- **What is required**
The listing below contains a span that opens with the line containing "W, records: &[OutputRecord])" and closes with the line containing "const FAA_HEADERS: [&str;". Return that span exactly.

- **Recorded information**

#[derive(Debug, Serialize)]
struct LogbookAeroRow {
    #[serde(rename = "Date")]
    date: String,
    #[serde(rename = "Departure_Airfield")]
    departure_airfield: String,
    #[serde(rename = "Arrival_Airfield")]
    arrival_airfield: String,
    #[serde(rename = "Route")]
    route: String,
    #[serde(rename = "Departure_Time")]
    departure_time: String,
    #[serde(rename = "Arrival_Time")]
    arrival_time: String,
    #[serde(rename = "Aircraft_Type")]
    aircraft_type: String,
    #[serde(rename = "Aircraft_Registration")]
    aircraft_registration: String,
    #[serde(rename = "Total_Time")]
    total_time: f64,
    #[serde(rename = "MultiPilot_Time")]
    multi_pilot_time: f64,
    #[serde(rename = "PIC_Name")]
    pic_name: String,
    #[serde(rename = "SIC_Name")]
    sic_name: String,
    #[serde(rename = "Takeoff_Day")]
    takeoff_day: u32,
    #[serde(rename = "Takeoff_Night")]
    takeoff_night: u32,
    #[serde(rename = "Landing_Day")]
    landing_day: u32,
    #[serde(rename = "Landing_Night")]
    landing_night: u32,
    #[serde(rename = "Night_Time")]
    night_time: f64,
    #[serde(rename = "IFR_Time")]
    ifr_time: f64,
    #[serde(rename = "PIC_Time")]
    pic_time: f64,
    #[serde(rename = "CoPilot_Time")]
    copilot_time: f64,
    #[serde(rename = "XC_Time")]
    xc_time: f64,
    #[serde(rename = "Instrument_Approach")]
    instrument_approach: u32,
}

/// Writes logbook rows in a chosen layout.
///
/// Clock columns are rendered as `HH:MM` in `zone`, the timezone the input
/// clock values were written in.
#[derive(Debug, Clone, Copy)]
pub struct LogbookWriter {
    format: OutputFormat,
    zone: Tz,
}

impl LogbookWriter {
    /// Create a writer.
    #[must_use]
    pub fn new(format: OutputFormat, zone: Tz) -> Self {
        Self { format, zone }
    }

    /// The output layout.
    #[must_use]
    pub fn format(&self) -> OutputFormat {
        self.format
    }

    fn clock(&self, at: DateTime<Utc>) -> String {
        at.with_timezone(&self.zone).format("%H:%M").to_string()
    }

    fn faa_row(&self, record: &OutputRecord) -> FaaRow {
        FaaRow {
            date: record.date.format("%m/%d/%Y").to_string(),
            aircraft_type: record.aircraft_type.clone(),
            aircraft_ident: record.aircraft_ident.clone(),
            route: record.route(),
            route_from: record.origin.clone(),
            route_to: record.destination.clone(),
            out: self.clock(record.out),
            off: self.clock(record.off),
            on: self.clock(record.on),
            gate_in: self.clock(record.gate_in),
            duration: round_tenths(record.duration),
            total_time: round_tenths(record.total_time),
            pic: round_tenths(record.pic),
            sic: round_tenths(record.sic),
            cross_country: round_tenths(record.cross_country),
            night: round_tenths(record.night),
            actual_instrument: round_tenths(record.actual_instrument),
            day_landings: record.day_landings(),
            night_landings: record.night_landings(),
            approaches: if record.approaches > 0 {
                format!("{};{}", record.approaches, record.destination)
            } else {
                String::new()
            },
        }
    }

    fn logbook_aero_row(&self, record: &OutputRecord) -> LogbookAeroRow {
        LogbookAeroRow {
            date: record.date.format("%Y-%m-%d").to_string(),
            departure_airfield: record.origin.clone(),
            arrival_airfield: record.destination.clone(),
            route: record.route(),
            departure_time: self.clock(record.out),
            arrival_time: self.clock(record.gate_in),
            aircraft_type: record.aircraft_type.clone(),
            aircraft_registration: record.aircraft_ident.clone(),
            total_time: round_tenths(record.total_time),
            multi_pilot_time: round_tenths(record.multi_pilot),
            pic_name: record.pic_name.clone(),
            sic_name: record.sic_name.clone(),
            takeoff_day: record.day_takeoffs(),
            takeoff_night: record.night_takeoffs(),
            landing_day: record.day_landings(),
            landing_night: record.night_landings(),
            night_time: round_tenths(record.night),
            ifr_time: round_tenths(record.actual_instrument),
            pic_time: round_tenths(record.pic),
            copilot_time: round_tenths(record.sic),
            xc_time: round_tenths(record.cross_country),
            instrument_approach: record.approaches,
        }
    }

    /// Write `records` with a header row.
    ///
    /// # Errors
    ///
    /// Returns an error if serialization or the underlying writer fails.
    pub fn write<W: Write>(&self, writer: W, records: &[OutputRecord]) -> Result<()> {
        let mut out = csv::Writer::from_writer(writer);
        match self.format {
            OutputFormat::Faa => {
                if records.is_empty() {
                    out.write_record(FAA_HEADERS)?;
                }
                for record in records {
                    out.serialize(self.faa_row(record))?;
                }
            }
            OutputFormat::LogbookAero => {
                if records.is_empty() {
                    out.write_record(LOGBOOK_AERO_HEADERS)?;
                }
                for record in records {
                    out.serialize(self.logbook_aero_row(record))?;
                }
            }
        }
        out.flush()?;
        Ok(())
    }

    /// Write `records` to a file, replacing it.
    ///
    /// # Errors
    ///
    /// Returns an error if the file cannot be created or written.
    pub fn write_path(&self, path: impl AsRef<Path>, records: &[OutputRecord]) -> Result<()> {
        let path = path.as_ref();
        self.write(File::create(path)?, records)?;
        info!(
            path = %path.display(),
            rows = records.len(),
            format = %self.format,
            "Wrote logbook"
        );
        Ok(())
    }
}

const FAA_HEADERS: [&str; 20] = [
    "Date",
    "Aircraft Type",
    "Aircraft Ident.",
    "Route",
    "Route From",
    "Route To",
    "Out",
    "Off",
    "On",
    "In",
    "Duration",
    "Total Time",
    "PIC",
    "SIC",
    "Cross Country",
    "Night",
    "Actual Instrument",
    "Day Landings",
    "Night Landings",
    "Approaches",
];

const LOGBOOK_AERO_HEADERS: [&str; 22] = [
    "Date",
    "Departure_Airfield",
    "Arrival_Airfield",
    "Route",
    "Departure_Time",
    "Arrival_Time",
    "Aircraft_Type",
    "Aircraft_Registration",
    "Total_Time",
    "MultiPilot_Time",
    "PIC_Name",
    "SIC_Name",
    "Takeoff_Day",
    "Takeoff_Night",
    "Landing_Day",
    "Landing_Night",
    "Night_Time",
    "IFR_Time",
    "PIC_Time",
    "CoPilot_Time",
    "XC_Time",
    "Instrument_Approach",
];

/// Output file name derived from the input name and the run date.
///
/// The file lands next to the input: `FAA_<stem>_<YYYY-MM-DD>.csv` or
/// `Logbook_Aero_<stem>_<YYYY-MM-DD>.csv`.
#[must_use]
pub fn default_output_path(input: &Path, format: OutputFormat, today: NaiveDate) -> PathBuf {
    let stem = input
        .file_stem()
        .map_or_else(|| "flights".into(), |s| s.to_string_lossy());
    let name = format!(
        "{}_{}_{}.csv",
        format.file_prefix(),
        stem,
        today.format("%Y-%m-%d")
    );
    input.with_file_name(name)
}

#[derive(Debug, Serialize)]
struct DiagnosticsReport<'a> {
    stats: &'a BatchStats,
    diagnostics: &'a [Diagnostic],
}

/// Write the batch diagnostics as pretty JSON.
///
/// # Errors
///
/// Returns an error if serialization or the underlying writer fails.
pub fn write_diagnostics<W: Write>(
    writer: W,
    stats: &BatchStats,
    diagnostics: &[Diagnostic],
) -> Result<()> {
    serde_json::to_writer_pretty(writer, &DiagnosticsReport { stats, diagnostics })?;
    Ok(())
}

/// Write the batch diagnostics to a JSON file.
///
/// # Errors
///
/// Returns an error if the file cannot be created or written.
pub fn write_diagnostics_path(
    path: impl AsRef<Path>,
    stats: &BatchStats,
    diagnostics: &[Diagnostic],
) -> Result<()> {
    let path = path.as_ref();
    write_diagnostics(File::create(path)?, stats, diagnostics)?;
    debug!(path = %path.display(), count = diagnostics.len(), "Wrote diagnostics");
    Ok(())
}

- **Result for this task**
    pub fn write<W: Write>(&self, writer: W, records: &[OutputRecord]) -> Result<()> {
        let mut out = csv::Writer::from_writer(writer);
        match self.format {
            OutputFormat::Faa => {
                if records.is_empty() {
                    out.write_record(FAA_HEADERS)?;
                }
                for record in records {
                    out.serialize(self.faa_row(record))?;
                }
            }
            OutputFormat::LogbookAero => {
                if records.is_empty() {
                    out.write_record(LOGBOOK_AERO_HEADERS)?;
                }
                for record in records {
                    out.serialize(self.logbook_aero_row(record))?;
                }
            }
        }
        out.flush()?;
        Ok(())
    }

    /// Write `records` to a file, replacing it.
    ///
    /// # Errors
    ///
    /// Returns an error if the file cannot be created or written.
    pub fn write_path(&self, path: impl AsRef<Path>, records: &[OutputRecord]) -> Result<()> {
        let path = path.as_ref();
        self.write(File::create(path)?, records)?;
        info!(
            path = %path.display(),
            rows = records.len(),
            format = %self.format,
            "Wrote logbook"
        );
        Ok(())
    }
}

const FAA_HEADERS: [&str; 20] = [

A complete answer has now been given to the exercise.